# Extracted records:
________________

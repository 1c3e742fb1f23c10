//! Tools to facilitate mocks for testing

use std::collections::{HashMap, HashSet};
use std::future::Future;
use std::ops::Range;
use std::sync::atomic::{AtomicU64, AtomicUsize, Ordering};
use std::sync::{Arc, Weak};

use curve25519_dalek::scalar::Scalar;
use parking_lot::Mutex;
use rand::rngs::StdRng;
use rand::{Rng, RngCore, SeedableRng};

use crate::construct::fees::FeeParameters;
use crate::error::DaemonError;
use crate::interface::{BlockSink, DaemonComms};
use crate::keys::{derive_output, keccak256, Address, Keyring};
use crate::primitives::{
    Block, BlockHash, BlockHeight, BlockTx, DecoyOutput, KeyImage, Output, SubaddressIndex,
    Transaction, TxExtra, TxHash, TxInput,
};

macro_rules! build_method {
    ($name:ident, $localtype:ty) => {
        #[doc = concat!("Set the `", stringify!($name), "` field of the builder.")]
        pub fn $name(mut self, $name: $localtype) -> Self {
            self.$name = Some($name);
            self
        }
    };
}

/// Deterministic full keyring
pub fn keyring(seed: u8) -> Keyring {
    Keyring::from_seed([seed; 32])
}

/// Deterministic keyring tracking a few subaddresses
pub fn keyring_with_subaddresses(seed: u8) -> Keyring {
    keyring(seed).with_subaddress_lookahead(2, 5)
}

/// A struct to build a mock owned [`Output`] from scratch
#[derive(Clone, Copy, Debug, Default)]
pub struct OutputBuilder {
    amount: Option<u64>,
    key_image: Option<KeyImage>,
    global_index: Option<u64>,
    subaddress: Option<SubaddressIndex>,
    block_height: Option<BlockHeight>,
    unlock_height: Option<BlockHeight>,
}

impl OutputBuilder {
    /// Instantiate an empty builder.
    pub fn new() -> Self {
        Self::default()
    }

    build_method!(amount, u64);
    build_method!(key_image, KeyImage);
    build_method!(global_index, u64);
    build_method!(subaddress, SubaddressIndex);
    build_method!(block_height, BlockHeight);
    build_method!(unlock_height, BlockHeight);

    /// Builds the output. Unset fields take defaults derived from the key image.
    pub fn build(self) -> Output {
        let key_image = self.key_image.unwrap_or_default();
        let block_height = self.block_height.unwrap_or(1);
        Output::from_parts(
            self.amount.unwrap_or(100_000),
            *key_image.as_bytes(),
            key_image,
            self.global_index.unwrap_or(key_image.as_bytes()[0] as u64),
            self.subaddress.unwrap_or_default(),
            self.unlock_height.unwrap_or(block_height + 10),
            block_height,
            0,
            TxHash(*key_image.as_bytes()),
            0,
            [0; 32],
        )
    }
}

/// Seconds between synthetic blocks
pub const BLOCK_INTERVAL: u64 = 120;
/// Timestamp of the synthetic block at height 0
pub const GENESIS_TIMESTAMP: u64 = 1_600_000_000;

/// Builds a synthetic chain, block by block. Transactions are queued with [`ChainBuilder::pay`]
/// and friends and sealed into the next block by [`ChainBuilder::block`].
///
/// Every output gets the next global output index. Randomness is seeded, so a chain built twice
/// with the same calls is identical.
pub struct ChainBuilder {
    rng: StdRng,
    stranger: Keyring,
    height: BlockHeight,
    next_global_index: u64,
    pending: Vec<BlockTx>,
    blocks: Vec<Block>,
    outputs: Vec<DecoyOutput>,
}

impl Default for ChainBuilder {
    fn default() -> Self {
        Self::new()
    }
}

impl ChainBuilder {
    /// Empty chain; the first sealed block has height 1
    pub fn new() -> Self {
        Self::starting_at(1)
    }

    /// Empty chain whose first sealed block has height `height`
    pub fn starting_at(height: BlockHeight) -> Self {
        Self {
            rng: StdRng::seed_from_u64(height),
            stranger: keyring(0xee),
            height: height - 1,
            next_global_index: 0,
            pending: Vec::new(),
            blocks: Vec::new(),
            outputs: Vec::new(),
        }
    }

    /// Queues a transaction paying `amount` to `address`
    pub fn pay(&mut self, address: &Address, amount: u64) -> TxHash {
        self.payment(address, amount, 0, false)
    }

    /// Queues a transaction paying `amount` to `address`, locked until `unlock_time`
    pub fn pay_locked(&mut self, address: &Address, amount: u64, unlock_time: u64) -> TxHash {
        self.payment(address, amount, unlock_time, false)
    }

    /// Queues the block reward, paid to `address`
    pub fn coinbase(&mut self, address: &Address, amount: u64) -> TxHash {
        self.payment(address, amount, 0, true)
    }

    /// Queues a transaction spending the given key images to an unrelated address
    pub fn spend(&mut self, key_images: &[KeyImage]) -> TxHash {
        let inputs = key_images
            .iter()
            .map(|key_image| TxInput::ToKey {
                key_offsets: vec![self.rng.gen_range(0..1_000)],
                key_image: *key_image,
            })
            .collect();
        let address = self.stranger.main_address();
        self.push_transaction(inputs, &address, 1, 0)
    }

    fn payment(
        &mut self,
        address: &Address,
        amount: u64,
        unlock_time: u64,
        coinbase: bool,
    ) -> TxHash {
        let inputs = if coinbase {
            vec![TxInput::Gen {
                height: self.height + 1,
            }]
        } else {
            vec![TxInput::ToKey {
                key_offsets: vec![self.rng.gen_range(0..1_000)],
                key_image: KeyImage(self.rng.gen()),
            }]
        };
        self.push_transaction(inputs, address, amount, unlock_time)
    }

    fn push_transaction(
        &mut self,
        inputs: Vec<TxInput>,
        address: &Address,
        amount: u64,
        unlock_time: u64,
    ) -> TxHash {
        let mut wide = [0u8; 64];
        self.rng.fill_bytes(&mut wide);
        let tx_secret = Scalar::from_bytes_mod_order_wide(&wide);
        let derived = derive_output(&tx_secret, address, 0, amount)
            .expect("mock addresses are valid points");
        let extra = if address.is_subaddress {
            TxExtra {
                tx_pubkey: None,
                additional_pubkeys: vec![derived.tx_pubkey],
            }
        } else {
            TxExtra {
                tx_pubkey: Some(derived.tx_pubkey),
                additional_pubkeys: Vec::new(),
            }
        };

        let hash = TxHash(self.rng.gen());
        let global_index = self.next_global_index;
        self.next_global_index += 1;
        self.outputs.push(DecoyOutput::from_parts(
            global_index,
            derived.output.key,
            keccak256(&derived.output.key),
            true,
            self.height + 1,
            hash,
        ));

        let tx = Transaction {
            version: 4,
            unlock_time,
            inputs,
            outputs: vec![derived.output],
            extra,
            fee: 0,
        };
        self.pending
            .push(BlockTx::from_parts(hash, tx, vec![global_index]));
        hash
    }

    /// Seals the queued transactions into the next block
    pub fn block(&mut self) -> Block {
        self.height += 1;
        let block = Block::from_parts(
            self.height,
            BlockHash(self.rng.gen()),
            GENESIS_TIMESTAMP + self.height * BLOCK_INTERVAL,
            std::mem::take(&mut self.pending),
        );
        self.blocks.push(block.clone());
        block
    }

    /// Seals `count` blocks without transactions
    pub fn empty_blocks(&mut self, count: usize) -> Vec<Block> {
        (0..count).map(|_| self.block()).collect()
    }

    /// Every sealed block
    pub fn blocks(&self) -> &[Block] {
        &self.blocks
    }

    /// Height of the last sealed block
    pub fn height(&self) -> BlockHeight {
        self.height
    }

    /// Public data of every output created so far
    pub fn outputs(&self) -> &[DecoyOutput] {
        &self.outputs
    }
}

/// A registration received by the [`MockDaemon`]
#[derive(Clone, Copy, Debug, PartialEq, Eq)]
pub struct Registration {
    /// First height the wallet asked for
    pub next_height: BlockHeight,
    /// Wallet asked the daemon to rewind its cursor
    pub update_sync_height: bool,
    /// Fresh subscription
    pub new_wallet: bool,
}

/// How the [`MockDaemon`] answers deregistration
#[derive(Clone, Copy, Debug, Default, PartialEq, Eq)]
pub enum DeregisterResponse {
    /// Signals completion immediately
    #[default]
    Acknowledge,
    /// Keeps the signal without ever firing it
    Withhold,
    /// Drops the signal without firing it
    Drop,
}

/// A registration held open by [`MockDaemon::pause_next_registration`]
#[derive(Debug)]
pub struct PausedRegistration {
    /// Fires once the wallet is inside the registration call
    pub entered: crossbeam_channel::Receiver<()>,
    /// Lets the registration complete
    pub release: crossbeam_channel::Sender<()>,
}

type RegistrationGate = (crossbeam_channel::Sender<()>, crossbeam_channel::Receiver<()>);

/// Daemon double recording the wallet's requests and serving canned chain data
#[derive(Default)]
pub struct MockDaemon {
    registrations: Mutex<Vec<Registration>>,
    registration_gate: Mutex<Option<RegistrationGate>>,
    sink: Mutex<Option<Weak<dyn BlockSink>>>,
    deregistrations: AtomicUsize,
    deregister_response: Mutex<DeregisterResponse>,
    withheld: Mutex<Vec<crossbeam_channel::Sender<()>>>,
    fee_parameters: Mutex<FeeParameters>,
    output_count: AtomicU64,
    known_outputs: Mutex<HashMap<u64, DecoyOutput>>,
    locked: Mutex<HashSet<u64>>,
    missing: Mutex<HashSet<u64>>,
    blacklist: Mutex<Vec<u64>>,
    output_requests: Mutex<Vec<Vec<u64>>>,
}

impl MockDaemon {
    /// Daemon with default fee rates and an empty chain
    pub fn new() -> Self {
        Self::default()
    }

    /// Every registration received, oldest first
    pub fn registrations(&self) -> Vec<Registration> {
        self.registrations.lock().clone()
    }

    /// The most recent registration
    pub fn last_registration(&self) -> Option<Registration> {
        self.registrations.lock().last().copied()
    }

    /// Number of deregistrations received
    pub fn deregistrations(&self) -> usize {
        self.deregistrations.load(Ordering::SeqCst)
    }

    /// Returns true while a wallet is subscribed
    pub fn is_registered(&self) -> bool {
        self.sink.lock().is_some()
    }

    /// Blocks the next registration call until released, recording it only afterwards
    pub fn pause_next_registration(&self) -> PausedRegistration {
        let (entered_tx, entered) = crossbeam_channel::bounded(1);
        let (release, release_rx) = crossbeam_channel::bounded(1);
        *self.registration_gate.lock() = Some((entered_tx, release_rx));
        PausedRegistration { entered, release }
    }

    /// Sets how deregistration is answered
    pub fn set_deregister_response(&self, response: DeregisterResponse) {
        *self.deregister_response.lock() = response;
    }

    /// Sets the served fee rates
    pub fn set_fee_parameters(&self, fee_parameters: FeeParameters) {
        *self.fee_parameters.lock() = fee_parameters;
    }

    /// Sets the number of outputs on chain
    pub fn set_output_count(&self, output_count: u64) {
        self.output_count.store(output_count, Ordering::SeqCst);
    }

    /// Serves the given outputs as they are, extending the output count to cover them
    pub fn add_outputs(&self, outputs: &[DecoyOutput]) {
        let mut known = self.known_outputs.lock();
        for output in outputs {
            known.insert(output.global_index(), *output);
            self.output_count
                .fetch_max(output.global_index() + 1, Ordering::SeqCst);
        }
    }

    /// Reports the outputs in `indices` as still locked
    pub fn lock_outputs(&self, indices: Range<u64>) {
        self.locked.lock().extend(indices);
    }

    /// Leaves the outputs in `indices` out of answers
    pub fn hide_outputs(&self, indices: Range<u64>) {
        self.missing.lock().extend(indices);
    }

    /// Sets the output blacklist
    pub fn set_blacklist(&self, blacklist: Vec<u64>) {
        *self.blacklist.lock() = blacklist;
    }

    /// Index lists of every output request, oldest first
    pub fn output_requests(&self) -> Vec<Vec<u64>> {
        self.output_requests.lock().clone()
    }

    /// Pushes blocks to the subscribed wallet. Returns false if no live wallet is subscribed.
    pub fn deliver_blocks(&self, blocks: Vec<Block>) -> bool {
        match self.subscribed_wallet() {
            Some(wallet) => {
                wallet.deliver_blocks(blocks);
                true
            }
            None => false,
        }
    }

    /// Pushes a chain tip notification to the subscribed wallet
    pub fn deliver_top_block(&self, height: BlockHeight, hash: BlockHash) -> bool {
        match self.subscribed_wallet() {
            Some(wallet) => {
                wallet.deliver_top_block_info(height, hash);
                true
            }
            None => false,
        }
    }

    // the sink lock is released before the wallet is called back
    fn subscribed_wallet(&self) -> Option<Arc<dyn BlockSink>> {
        let sink = self.sink.lock().clone();
        sink.and_then(|sink| sink.upgrade())
    }

    fn output(&self, global_index: u64) -> DecoyOutput {
        let unlocked = !self.locked.lock().contains(&global_index);
        let known = self.known_outputs.lock().get(&global_index).copied();
        match known {
            Some(output) => DecoyOutput::from_parts(
                output.global_index(),
                output.key(),
                output.mask(),
                unlocked,
                output.height(),
                output.tx_hash(),
            ),
            None => {
                let key = keccak256(&global_index.to_le_bytes());
                DecoyOutput::from_parts(
                    global_index,
                    key,
                    keccak256(&key),
                    unlocked,
                    global_index / 4,
                    TxHash(keccak256(&key)),
                )
            }
        }
    }
}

________________

# What you are asked to do:
Only a number is wanted here: how many lines of the data hold the string "ChainBuilder".

# Answer to this exercise:
5